No repetiría el error de su padre, se lo decía constantemente. Algún día llegaria a tener una familia por la que volver a casa, alguien que se preocupara por él y deseara su llegada al apartamento, alguien al que poder alimentar, cuidar y que siempre le guardara fidelidad. Los hijos, a veces, son desagradecidos, y eso Hermann lo sabía porque era un claro ejemplo de humillación familiar. No sentía apego por todo aquello que sus padres habían logrado para él, de hecho no sentía nada.

Atendió todas las llamadas de condolencia, habló sereno, pero en su corazón, o cualquiera otra cosa u órgano que tuviera dentro, lloraba.

-Sentimos mucho la repentina pérdida de su padre, señor Linch -un comercial le hablaba compungido, alguien que ni siquiera conocía, pero que no perdió la ocasión-, el dolor será inmenso en estos momentos, pero no queremos que por ello deje de reconsiderar nuestro acuerdo con su padre.

-Está bien, miraré la carpeta más adelante.

-Hermann, nosotros estamos contigo, avísanos cuando quieras hablar, ya sabemos cómo eres, lo que necesitas, necesitas estar solo, pero queremos que sepas que cuando lo requieras, puedes hablar con nosotros.

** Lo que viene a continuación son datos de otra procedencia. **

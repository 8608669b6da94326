//! Statistics and metrics for upstream sources and viewer sessions

use std::sync::atomic::{AtomicU64, Ordering};
use std::time::{Duration, Instant};

use crate::source::frame::monotonic_millis;
use crate::source::ConnectionState;

/// Counters updated by an upstream reader
///
/// Lock-free so the reader never contends with viewers reading stats.
#[derive(Debug, Default)]
pub struct SourceCounters {
    frames_published: AtomicU64,
    frames_discarded: AtomicU64,
    bytes_received: AtomicU64,
    /// Monotonic millis of the last published frame, 0 if none
    last_frame_at: AtomicU64,
}

impl SourceCounters {
    pub fn new() -> Self {
        Self::default()
    }

    /// Record a published frame of `size` bytes
    pub fn record_frame(&self, size: usize) {
        self.frames_published.fetch_add(1, Ordering::Relaxed);
        self.bytes_received.fetch_add(size as u64, Ordering::Relaxed);
        self.last_frame_at
            .store(monotonic_millis().max(1), Ordering::Relaxed);
    }

    /// Record corrupt frames dropped by the parser
    pub fn record_discarded(&self, count: u64) {
        self.frames_discarded.fetch_add(count, Ordering::Relaxed);
    }

    pub fn frames_published(&self) -> u64 {
        self.frames_published.load(Ordering::Relaxed)
    }

    pub fn frames_discarded(&self) -> u64 {
        self.frames_discarded.load(Ordering::Relaxed)
    }

    pub fn bytes_received(&self) -> u64 {
        self.bytes_received.load(Ordering::Relaxed)
    }

    /// Time since the last published frame
    pub fn last_frame_age(&self) -> Option<Duration> {
        match self.last_frame_at.load(Ordering::Relaxed) {
            0 => None,
            at => Some(Duration::from_millis(monotonic_millis().saturating_sub(at))),
        }
    }
}

/// Snapshot of an upstream source
#[derive(Debug, Clone)]
pub struct SourceStats {
    /// Stream name
    pub name: String,
    /// Connection state
    pub state: ConnectionState,
    /// Whether the stream is administratively disabled
    pub disabled: bool,
    /// Registered consumers
    pub consumers: usize,
    /// Frames published since the source was created
    pub frames_published: u64,
    /// Corrupt frames dropped
    pub frames_discarded: u64,
    /// Payload bytes received
    pub bytes_received: u64,
    /// Reason of the last reader failure
    pub last_error: Option<String>,
    /// Time since the last frame
    pub last_frame_age: Option<Duration>,
}

/// Per-viewer session statistics
#[derive(Debug, Clone)]
pub struct SessionStats {
    /// Frames written to the viewer
    pub frames_written: u64,
    /// Frames skipped by rate limiting or queue overflow
    pub frames_dropped: u64,
    /// Bytes written to the viewer
    pub bytes_sent: u64,
    /// Session start time
    pub started_at: Instant,
}

impl SessionStats {
    /// Create new stats tracker
    pub fn new() -> Self {
        Self {
            frames_written: 0,
            frames_dropped: 0,
            bytes_sent: 0,
            started_at: Instant::now(),
        }
    }

    /// Record a written frame
    pub fn record_written(&mut self, bytes: usize) {
        self.frames_written += 1;
        self.bytes_sent += bytes as u64;
    }

    /// Record a dropped frame
    pub fn record_dropped(&mut self) {
        self.frames_dropped += 1;
    }

    /// Session duration
    pub fn duration(&self) -> Duration {
        self.started_at.elapsed()
    }

    /// Average output bitrate in bits per second
    pub fn bitrate(&self) -> u64 {
        let secs = self.duration().as_secs();
        if secs > 0 {
            (self.bytes_sent * 8) / secs
        } else {
            0
        }
    }
}

impl Default for SessionStats {
    fn default() -> Self {
        Self::new()
    }
}

#[cfg(test)]
mod tests {
    use super::*;

    #[test]
    fn test_source_counters() {
        let counters = SourceCounters::new();
        assert!(counters.last_frame_age().is_none());

        counters.record_frame(100);
        counters.record_frame(50);
        counters.record_discarded(2);

        assert_eq!(counters.frames_published(), 2);
        assert_eq!(counters.bytes_received(), 150);
        assert_eq!(counters.frames_discarded(), 2);
        assert!(counters.last_frame_age().is_some());
    }

    #[test]
    fn test_session_stats() {
        let mut stats = SessionStats::new();
        stats.record_written(1000);
        stats.record_written(500);
        stats.record_dropped();

        assert_eq!(stats.frames_written, 2);
        assert_eq!(stats.frames_dropped, 1);
        assert_eq!(stats.bytes_sent, 1500);
    }

    #[test]
    fn test_session_bitrate_zero_duration() {
        let mut stats = SessionStats::new();
        stats.record_written(1_000_000);

        // Less than a second elapsed
        assert_eq!(stats.bitrate(), 0);
    }
}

Esto último, en realidad, no era una conversación telefónica como tal, sino un mensaje de voz en el impersonal correo del móvil del compungido hijo del antiguo presidente de la empresa, esto es, en su propio teléfono.

Eran, si Hermann aun llegaba a reconocerlos, dos antiguos amigos suyos que, en alguna ocasión y solo del modo que Hermann permitió, pudieron llegar a conocer a este peculiar individuo. Sus nombres eran Cloe y Set.

PRIMERA PARTE

Hermann Linch era un hombre bastante insignificante. Desde pequeño había sido quizá el niño más insignificante de la guardería, del colegio y, posteriormente, de la universidad. No tenía nada que le hiciera especial, no tenía ningún rasgo significativo, nada de marcas, nada de cicatrices, nada que pudiera identificarle como el ser único que era. Y por tanto, en el estado insustancial en el que se encontraba, tampoco era una persona que fuera a llevar piercings o tatuajes, cambiar su color de pelo o cambiar cualquier otro rasgo de su anatomía.